**WORK ORDER:** Using the entries below, say how many of the lines carry "deterministic". Write the number alone.

**DATA:**
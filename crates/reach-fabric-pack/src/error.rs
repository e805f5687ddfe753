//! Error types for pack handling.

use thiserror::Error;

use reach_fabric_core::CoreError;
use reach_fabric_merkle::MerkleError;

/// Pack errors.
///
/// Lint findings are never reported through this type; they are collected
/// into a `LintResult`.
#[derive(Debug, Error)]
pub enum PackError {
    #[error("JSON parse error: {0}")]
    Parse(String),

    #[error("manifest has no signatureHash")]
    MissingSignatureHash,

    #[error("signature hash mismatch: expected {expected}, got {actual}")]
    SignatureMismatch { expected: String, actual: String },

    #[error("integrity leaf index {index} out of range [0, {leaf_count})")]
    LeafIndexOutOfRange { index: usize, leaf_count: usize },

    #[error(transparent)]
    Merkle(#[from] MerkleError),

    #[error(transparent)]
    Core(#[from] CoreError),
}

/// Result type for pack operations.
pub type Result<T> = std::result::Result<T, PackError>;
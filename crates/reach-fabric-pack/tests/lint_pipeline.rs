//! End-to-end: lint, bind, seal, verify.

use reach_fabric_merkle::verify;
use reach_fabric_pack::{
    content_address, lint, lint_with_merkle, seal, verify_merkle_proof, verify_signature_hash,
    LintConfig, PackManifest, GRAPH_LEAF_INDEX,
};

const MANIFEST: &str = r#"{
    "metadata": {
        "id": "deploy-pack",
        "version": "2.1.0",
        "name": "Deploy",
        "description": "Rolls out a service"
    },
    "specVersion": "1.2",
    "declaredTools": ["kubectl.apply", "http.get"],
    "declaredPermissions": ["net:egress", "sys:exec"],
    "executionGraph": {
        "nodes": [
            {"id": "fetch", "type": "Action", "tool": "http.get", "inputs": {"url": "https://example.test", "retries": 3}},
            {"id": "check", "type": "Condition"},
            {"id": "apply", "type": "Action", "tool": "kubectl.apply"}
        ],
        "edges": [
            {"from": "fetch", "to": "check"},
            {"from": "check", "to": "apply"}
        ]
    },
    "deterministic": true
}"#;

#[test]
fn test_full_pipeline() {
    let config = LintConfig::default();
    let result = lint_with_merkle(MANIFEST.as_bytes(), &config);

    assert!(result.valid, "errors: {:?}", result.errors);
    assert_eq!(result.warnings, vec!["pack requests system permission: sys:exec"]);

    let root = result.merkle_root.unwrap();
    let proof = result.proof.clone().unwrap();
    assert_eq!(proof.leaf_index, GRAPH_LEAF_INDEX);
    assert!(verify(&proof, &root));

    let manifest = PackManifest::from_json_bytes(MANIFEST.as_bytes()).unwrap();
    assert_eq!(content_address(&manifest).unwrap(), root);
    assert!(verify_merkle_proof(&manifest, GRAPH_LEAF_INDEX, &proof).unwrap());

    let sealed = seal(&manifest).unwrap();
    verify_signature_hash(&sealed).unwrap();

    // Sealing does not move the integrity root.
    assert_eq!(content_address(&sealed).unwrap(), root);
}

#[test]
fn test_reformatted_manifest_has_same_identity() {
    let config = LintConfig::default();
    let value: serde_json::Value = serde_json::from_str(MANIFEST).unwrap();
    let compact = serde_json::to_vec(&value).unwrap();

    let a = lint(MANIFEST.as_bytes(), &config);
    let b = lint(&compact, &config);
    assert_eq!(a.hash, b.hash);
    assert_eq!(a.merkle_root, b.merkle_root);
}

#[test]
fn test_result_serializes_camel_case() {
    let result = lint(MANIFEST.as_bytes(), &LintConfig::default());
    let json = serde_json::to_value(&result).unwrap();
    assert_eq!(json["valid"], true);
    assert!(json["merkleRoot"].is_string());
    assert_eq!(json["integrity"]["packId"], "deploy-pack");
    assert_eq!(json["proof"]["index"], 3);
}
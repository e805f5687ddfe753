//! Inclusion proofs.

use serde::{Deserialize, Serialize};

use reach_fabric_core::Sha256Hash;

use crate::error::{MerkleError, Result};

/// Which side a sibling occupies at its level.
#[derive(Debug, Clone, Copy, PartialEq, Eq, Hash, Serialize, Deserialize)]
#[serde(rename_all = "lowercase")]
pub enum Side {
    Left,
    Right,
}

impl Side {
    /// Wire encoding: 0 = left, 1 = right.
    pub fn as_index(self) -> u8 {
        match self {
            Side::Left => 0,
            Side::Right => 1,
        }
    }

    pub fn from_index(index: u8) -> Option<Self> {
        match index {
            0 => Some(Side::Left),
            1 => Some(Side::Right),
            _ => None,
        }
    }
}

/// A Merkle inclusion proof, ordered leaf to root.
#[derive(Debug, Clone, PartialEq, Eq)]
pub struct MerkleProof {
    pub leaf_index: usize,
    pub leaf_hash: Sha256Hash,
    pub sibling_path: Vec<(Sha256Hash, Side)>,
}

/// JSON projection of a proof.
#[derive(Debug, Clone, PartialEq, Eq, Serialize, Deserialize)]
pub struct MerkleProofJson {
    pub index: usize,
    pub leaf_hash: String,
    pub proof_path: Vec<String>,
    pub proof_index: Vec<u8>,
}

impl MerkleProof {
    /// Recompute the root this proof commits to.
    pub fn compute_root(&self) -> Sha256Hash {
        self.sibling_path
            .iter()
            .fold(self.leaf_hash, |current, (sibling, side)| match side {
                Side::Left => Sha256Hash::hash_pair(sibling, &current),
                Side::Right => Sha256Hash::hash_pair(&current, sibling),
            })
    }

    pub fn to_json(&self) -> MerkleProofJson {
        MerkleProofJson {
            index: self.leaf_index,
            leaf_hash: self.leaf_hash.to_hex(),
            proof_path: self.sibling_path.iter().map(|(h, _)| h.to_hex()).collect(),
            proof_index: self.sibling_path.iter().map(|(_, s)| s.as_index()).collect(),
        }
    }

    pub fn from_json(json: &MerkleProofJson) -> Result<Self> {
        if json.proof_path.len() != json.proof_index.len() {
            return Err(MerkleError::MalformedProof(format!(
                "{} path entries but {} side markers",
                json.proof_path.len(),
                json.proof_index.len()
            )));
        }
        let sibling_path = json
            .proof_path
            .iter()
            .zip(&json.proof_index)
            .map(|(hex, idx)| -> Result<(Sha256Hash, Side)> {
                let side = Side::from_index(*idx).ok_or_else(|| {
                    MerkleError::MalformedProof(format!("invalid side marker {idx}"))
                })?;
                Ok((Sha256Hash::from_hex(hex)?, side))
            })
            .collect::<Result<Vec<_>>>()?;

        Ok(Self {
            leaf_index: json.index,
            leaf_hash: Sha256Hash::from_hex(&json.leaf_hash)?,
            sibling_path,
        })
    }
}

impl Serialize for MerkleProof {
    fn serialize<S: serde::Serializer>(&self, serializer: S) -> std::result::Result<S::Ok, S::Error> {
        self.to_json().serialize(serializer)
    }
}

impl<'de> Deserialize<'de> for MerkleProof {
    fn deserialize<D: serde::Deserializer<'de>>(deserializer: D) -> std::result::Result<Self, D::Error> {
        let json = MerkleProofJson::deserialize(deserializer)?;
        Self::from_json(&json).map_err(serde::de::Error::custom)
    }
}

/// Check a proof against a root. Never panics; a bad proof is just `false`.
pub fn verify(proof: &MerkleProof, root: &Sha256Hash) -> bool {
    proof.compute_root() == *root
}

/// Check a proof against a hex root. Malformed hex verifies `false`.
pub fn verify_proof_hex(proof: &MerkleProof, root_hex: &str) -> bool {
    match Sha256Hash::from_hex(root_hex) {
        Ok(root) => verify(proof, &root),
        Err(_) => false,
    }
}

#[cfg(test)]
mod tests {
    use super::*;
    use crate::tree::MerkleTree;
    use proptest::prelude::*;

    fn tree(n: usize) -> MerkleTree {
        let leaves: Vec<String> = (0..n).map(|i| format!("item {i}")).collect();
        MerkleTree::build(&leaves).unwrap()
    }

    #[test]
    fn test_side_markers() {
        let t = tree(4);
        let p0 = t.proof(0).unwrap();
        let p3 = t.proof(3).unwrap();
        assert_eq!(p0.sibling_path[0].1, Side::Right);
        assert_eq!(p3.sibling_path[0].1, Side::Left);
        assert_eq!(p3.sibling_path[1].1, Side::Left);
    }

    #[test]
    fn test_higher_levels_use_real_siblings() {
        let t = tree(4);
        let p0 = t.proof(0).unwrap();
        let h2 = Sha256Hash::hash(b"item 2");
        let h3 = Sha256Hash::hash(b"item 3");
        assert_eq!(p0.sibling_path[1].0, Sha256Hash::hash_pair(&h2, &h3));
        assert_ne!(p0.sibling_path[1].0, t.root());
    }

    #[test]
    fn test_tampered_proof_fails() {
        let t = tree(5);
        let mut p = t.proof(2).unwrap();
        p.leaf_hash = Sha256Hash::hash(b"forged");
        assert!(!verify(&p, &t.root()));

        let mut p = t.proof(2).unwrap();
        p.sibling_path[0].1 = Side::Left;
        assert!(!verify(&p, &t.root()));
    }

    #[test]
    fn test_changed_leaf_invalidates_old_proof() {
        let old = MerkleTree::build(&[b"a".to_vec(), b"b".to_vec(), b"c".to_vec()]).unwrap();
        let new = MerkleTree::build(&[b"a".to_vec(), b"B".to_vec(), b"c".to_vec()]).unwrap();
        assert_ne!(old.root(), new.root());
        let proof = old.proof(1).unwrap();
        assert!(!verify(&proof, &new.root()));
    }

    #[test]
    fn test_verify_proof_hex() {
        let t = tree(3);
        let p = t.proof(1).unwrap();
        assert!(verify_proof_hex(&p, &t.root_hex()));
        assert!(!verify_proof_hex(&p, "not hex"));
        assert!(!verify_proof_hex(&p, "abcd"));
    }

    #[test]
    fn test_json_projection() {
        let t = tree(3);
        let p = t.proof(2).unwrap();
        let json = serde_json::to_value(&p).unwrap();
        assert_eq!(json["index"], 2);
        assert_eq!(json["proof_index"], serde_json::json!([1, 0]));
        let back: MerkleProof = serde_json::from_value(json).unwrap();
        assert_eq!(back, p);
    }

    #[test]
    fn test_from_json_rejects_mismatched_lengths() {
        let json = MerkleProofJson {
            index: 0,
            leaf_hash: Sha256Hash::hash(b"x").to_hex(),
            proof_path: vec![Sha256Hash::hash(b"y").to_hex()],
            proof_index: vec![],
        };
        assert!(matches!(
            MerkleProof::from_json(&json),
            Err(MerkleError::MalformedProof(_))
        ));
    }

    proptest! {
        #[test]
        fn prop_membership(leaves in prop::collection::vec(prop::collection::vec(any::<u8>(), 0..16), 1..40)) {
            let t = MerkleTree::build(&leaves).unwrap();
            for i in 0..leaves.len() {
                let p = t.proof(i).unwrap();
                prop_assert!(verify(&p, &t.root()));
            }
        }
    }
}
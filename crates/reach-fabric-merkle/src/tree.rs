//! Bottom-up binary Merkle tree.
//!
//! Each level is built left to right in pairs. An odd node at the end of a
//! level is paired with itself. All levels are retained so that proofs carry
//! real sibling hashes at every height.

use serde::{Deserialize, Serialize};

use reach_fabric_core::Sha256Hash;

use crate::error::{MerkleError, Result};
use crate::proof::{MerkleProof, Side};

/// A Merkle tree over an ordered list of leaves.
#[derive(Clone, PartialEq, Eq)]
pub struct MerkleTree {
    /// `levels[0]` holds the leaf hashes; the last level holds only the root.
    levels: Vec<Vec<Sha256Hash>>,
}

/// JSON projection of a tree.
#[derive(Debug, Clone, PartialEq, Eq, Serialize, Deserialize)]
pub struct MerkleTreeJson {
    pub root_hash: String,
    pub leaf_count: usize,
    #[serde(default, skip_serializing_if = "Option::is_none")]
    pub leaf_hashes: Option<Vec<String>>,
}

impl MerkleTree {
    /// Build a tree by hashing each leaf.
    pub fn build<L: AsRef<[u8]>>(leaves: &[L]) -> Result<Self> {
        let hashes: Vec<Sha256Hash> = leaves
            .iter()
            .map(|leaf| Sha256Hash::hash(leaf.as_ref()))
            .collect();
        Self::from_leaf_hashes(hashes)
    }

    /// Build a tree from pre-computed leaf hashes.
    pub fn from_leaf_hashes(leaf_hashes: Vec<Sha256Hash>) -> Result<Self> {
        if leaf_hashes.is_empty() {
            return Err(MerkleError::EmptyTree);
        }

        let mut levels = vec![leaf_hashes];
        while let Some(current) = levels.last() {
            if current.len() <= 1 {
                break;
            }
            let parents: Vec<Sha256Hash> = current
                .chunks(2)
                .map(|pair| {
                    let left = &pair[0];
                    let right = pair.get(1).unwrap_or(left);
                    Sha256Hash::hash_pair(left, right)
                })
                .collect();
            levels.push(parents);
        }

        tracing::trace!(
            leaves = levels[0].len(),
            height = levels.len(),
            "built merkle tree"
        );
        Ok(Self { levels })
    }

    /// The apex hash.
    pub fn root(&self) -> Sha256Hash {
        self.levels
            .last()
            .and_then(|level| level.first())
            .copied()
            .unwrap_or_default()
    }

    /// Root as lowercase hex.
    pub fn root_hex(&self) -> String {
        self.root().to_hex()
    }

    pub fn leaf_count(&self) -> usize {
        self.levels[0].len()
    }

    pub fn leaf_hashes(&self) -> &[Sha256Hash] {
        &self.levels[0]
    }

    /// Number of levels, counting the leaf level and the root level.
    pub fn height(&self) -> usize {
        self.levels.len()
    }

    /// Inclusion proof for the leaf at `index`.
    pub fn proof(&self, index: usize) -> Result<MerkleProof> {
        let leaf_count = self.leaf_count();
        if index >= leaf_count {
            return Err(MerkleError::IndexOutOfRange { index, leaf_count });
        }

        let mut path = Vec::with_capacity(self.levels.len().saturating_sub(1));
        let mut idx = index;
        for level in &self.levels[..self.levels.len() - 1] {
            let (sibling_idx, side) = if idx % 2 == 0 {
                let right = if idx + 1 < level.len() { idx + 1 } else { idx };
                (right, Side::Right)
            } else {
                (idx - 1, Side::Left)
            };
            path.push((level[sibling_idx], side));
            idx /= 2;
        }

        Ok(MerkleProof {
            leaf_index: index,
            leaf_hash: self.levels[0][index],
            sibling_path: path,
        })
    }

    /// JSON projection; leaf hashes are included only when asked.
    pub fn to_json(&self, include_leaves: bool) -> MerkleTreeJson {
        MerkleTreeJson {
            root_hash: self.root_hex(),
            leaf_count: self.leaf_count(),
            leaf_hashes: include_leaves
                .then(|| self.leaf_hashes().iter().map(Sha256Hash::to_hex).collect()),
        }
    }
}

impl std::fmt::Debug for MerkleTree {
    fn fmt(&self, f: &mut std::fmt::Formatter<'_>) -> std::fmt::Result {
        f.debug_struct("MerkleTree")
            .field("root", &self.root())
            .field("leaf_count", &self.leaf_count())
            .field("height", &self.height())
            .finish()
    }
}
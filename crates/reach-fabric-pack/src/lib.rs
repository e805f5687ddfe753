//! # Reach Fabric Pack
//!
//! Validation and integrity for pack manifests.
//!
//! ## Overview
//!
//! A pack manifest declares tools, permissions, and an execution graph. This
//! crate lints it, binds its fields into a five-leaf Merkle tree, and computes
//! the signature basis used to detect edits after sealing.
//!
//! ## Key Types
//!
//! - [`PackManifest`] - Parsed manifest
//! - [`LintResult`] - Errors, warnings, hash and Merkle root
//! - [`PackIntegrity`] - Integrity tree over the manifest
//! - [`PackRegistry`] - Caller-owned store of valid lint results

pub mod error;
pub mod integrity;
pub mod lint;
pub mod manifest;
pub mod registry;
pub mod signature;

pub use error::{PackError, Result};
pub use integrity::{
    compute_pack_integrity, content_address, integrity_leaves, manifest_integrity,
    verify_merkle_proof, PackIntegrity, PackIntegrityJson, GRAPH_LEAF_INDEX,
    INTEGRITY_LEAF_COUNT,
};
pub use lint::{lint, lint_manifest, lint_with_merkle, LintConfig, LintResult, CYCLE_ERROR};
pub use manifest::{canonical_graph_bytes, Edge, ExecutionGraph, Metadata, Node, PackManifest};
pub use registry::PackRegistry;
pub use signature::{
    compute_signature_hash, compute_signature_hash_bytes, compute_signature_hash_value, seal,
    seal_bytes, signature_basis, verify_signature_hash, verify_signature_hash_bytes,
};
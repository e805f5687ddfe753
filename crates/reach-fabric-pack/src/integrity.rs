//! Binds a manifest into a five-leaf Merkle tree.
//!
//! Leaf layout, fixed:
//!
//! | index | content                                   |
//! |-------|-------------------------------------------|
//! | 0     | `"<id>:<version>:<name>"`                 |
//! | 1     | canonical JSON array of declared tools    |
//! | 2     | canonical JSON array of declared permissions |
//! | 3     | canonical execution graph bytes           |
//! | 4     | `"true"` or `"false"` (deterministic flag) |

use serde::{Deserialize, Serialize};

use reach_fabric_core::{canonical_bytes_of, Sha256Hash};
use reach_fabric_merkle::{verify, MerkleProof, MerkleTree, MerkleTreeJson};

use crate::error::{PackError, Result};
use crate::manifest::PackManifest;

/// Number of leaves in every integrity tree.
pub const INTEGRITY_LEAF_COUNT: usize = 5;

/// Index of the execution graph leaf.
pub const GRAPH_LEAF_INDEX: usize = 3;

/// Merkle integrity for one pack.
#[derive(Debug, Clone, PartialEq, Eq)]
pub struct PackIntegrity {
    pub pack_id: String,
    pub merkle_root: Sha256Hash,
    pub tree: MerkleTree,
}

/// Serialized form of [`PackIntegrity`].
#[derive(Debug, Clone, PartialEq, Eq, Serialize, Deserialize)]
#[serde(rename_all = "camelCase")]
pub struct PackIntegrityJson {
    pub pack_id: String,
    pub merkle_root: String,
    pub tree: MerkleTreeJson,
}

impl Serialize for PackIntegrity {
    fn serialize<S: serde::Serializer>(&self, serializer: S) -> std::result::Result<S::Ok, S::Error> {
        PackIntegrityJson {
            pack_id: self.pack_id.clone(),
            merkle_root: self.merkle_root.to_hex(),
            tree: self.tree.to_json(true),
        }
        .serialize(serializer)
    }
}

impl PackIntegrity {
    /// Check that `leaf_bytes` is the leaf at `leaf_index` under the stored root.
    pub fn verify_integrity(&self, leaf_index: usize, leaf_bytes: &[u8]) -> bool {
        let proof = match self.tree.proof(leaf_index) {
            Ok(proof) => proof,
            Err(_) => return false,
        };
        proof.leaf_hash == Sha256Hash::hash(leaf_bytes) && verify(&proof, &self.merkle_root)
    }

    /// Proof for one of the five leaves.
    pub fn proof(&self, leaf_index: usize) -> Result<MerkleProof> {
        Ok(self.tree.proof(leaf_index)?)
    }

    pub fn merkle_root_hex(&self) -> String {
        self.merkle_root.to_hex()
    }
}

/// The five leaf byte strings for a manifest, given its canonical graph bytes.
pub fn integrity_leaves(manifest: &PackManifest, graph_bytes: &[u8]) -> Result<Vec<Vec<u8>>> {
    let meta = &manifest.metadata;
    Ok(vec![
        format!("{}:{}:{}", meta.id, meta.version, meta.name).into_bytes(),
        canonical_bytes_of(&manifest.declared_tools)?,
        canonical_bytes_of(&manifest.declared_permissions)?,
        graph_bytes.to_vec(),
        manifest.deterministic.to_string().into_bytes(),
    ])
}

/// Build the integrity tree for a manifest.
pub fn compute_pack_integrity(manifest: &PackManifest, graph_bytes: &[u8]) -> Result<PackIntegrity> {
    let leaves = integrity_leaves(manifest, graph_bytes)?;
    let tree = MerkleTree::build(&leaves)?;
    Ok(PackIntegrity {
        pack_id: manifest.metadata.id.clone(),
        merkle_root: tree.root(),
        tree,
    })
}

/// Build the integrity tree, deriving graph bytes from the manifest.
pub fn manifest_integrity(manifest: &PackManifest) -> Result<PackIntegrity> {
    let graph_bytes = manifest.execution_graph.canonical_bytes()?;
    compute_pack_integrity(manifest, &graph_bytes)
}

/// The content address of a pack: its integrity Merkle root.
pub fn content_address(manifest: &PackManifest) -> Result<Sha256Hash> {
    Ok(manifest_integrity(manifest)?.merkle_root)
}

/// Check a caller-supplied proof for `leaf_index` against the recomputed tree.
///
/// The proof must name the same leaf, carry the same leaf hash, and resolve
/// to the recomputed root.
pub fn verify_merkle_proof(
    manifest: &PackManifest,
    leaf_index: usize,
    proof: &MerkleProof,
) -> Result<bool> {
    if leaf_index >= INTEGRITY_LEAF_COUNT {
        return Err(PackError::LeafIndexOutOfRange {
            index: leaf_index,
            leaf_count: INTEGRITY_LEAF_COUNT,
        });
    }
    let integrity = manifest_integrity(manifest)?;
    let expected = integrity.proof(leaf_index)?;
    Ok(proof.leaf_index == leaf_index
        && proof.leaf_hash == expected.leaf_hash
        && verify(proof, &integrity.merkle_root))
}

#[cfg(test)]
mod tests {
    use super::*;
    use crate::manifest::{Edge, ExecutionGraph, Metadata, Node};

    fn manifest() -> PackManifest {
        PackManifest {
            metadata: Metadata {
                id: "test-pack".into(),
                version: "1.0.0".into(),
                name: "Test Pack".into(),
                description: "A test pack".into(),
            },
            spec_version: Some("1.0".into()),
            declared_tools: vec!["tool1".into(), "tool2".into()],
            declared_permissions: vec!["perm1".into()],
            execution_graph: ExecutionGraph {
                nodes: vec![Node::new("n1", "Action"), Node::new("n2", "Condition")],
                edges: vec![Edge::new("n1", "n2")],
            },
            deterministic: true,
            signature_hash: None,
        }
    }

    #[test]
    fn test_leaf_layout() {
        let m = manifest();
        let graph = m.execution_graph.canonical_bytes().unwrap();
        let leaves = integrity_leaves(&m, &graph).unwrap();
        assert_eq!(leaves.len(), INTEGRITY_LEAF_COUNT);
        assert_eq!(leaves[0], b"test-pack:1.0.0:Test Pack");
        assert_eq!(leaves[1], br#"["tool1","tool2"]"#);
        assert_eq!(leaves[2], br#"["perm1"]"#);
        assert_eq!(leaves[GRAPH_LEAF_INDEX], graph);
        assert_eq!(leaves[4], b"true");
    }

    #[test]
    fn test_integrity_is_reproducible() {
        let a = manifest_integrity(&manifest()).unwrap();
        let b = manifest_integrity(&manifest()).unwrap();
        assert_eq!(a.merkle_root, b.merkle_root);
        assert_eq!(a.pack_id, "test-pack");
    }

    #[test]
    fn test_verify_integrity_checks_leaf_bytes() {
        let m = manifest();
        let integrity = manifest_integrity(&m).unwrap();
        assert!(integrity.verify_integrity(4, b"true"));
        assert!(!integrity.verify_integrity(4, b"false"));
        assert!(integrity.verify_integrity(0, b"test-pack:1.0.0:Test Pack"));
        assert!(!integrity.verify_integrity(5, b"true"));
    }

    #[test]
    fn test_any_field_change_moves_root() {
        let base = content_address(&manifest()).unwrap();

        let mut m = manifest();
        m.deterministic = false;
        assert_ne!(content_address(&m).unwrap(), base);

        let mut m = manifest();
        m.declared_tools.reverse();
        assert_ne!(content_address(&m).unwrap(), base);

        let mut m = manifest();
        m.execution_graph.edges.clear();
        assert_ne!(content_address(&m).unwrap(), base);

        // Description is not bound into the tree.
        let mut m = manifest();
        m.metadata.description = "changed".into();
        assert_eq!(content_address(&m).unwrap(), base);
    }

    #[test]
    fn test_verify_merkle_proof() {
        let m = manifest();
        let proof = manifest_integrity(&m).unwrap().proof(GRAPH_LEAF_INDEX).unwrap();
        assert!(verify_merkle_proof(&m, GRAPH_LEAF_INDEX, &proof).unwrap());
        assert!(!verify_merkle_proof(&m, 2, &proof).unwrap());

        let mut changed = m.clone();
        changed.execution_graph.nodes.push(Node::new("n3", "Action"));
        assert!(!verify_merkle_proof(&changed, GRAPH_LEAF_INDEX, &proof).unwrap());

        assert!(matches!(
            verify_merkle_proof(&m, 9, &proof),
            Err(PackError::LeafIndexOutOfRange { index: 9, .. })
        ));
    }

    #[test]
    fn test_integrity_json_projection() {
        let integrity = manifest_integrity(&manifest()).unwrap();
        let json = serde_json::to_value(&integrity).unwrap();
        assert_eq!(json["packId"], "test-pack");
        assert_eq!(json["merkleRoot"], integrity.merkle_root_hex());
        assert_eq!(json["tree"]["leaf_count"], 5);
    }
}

**RESULT OF THE EXERCISE:** 5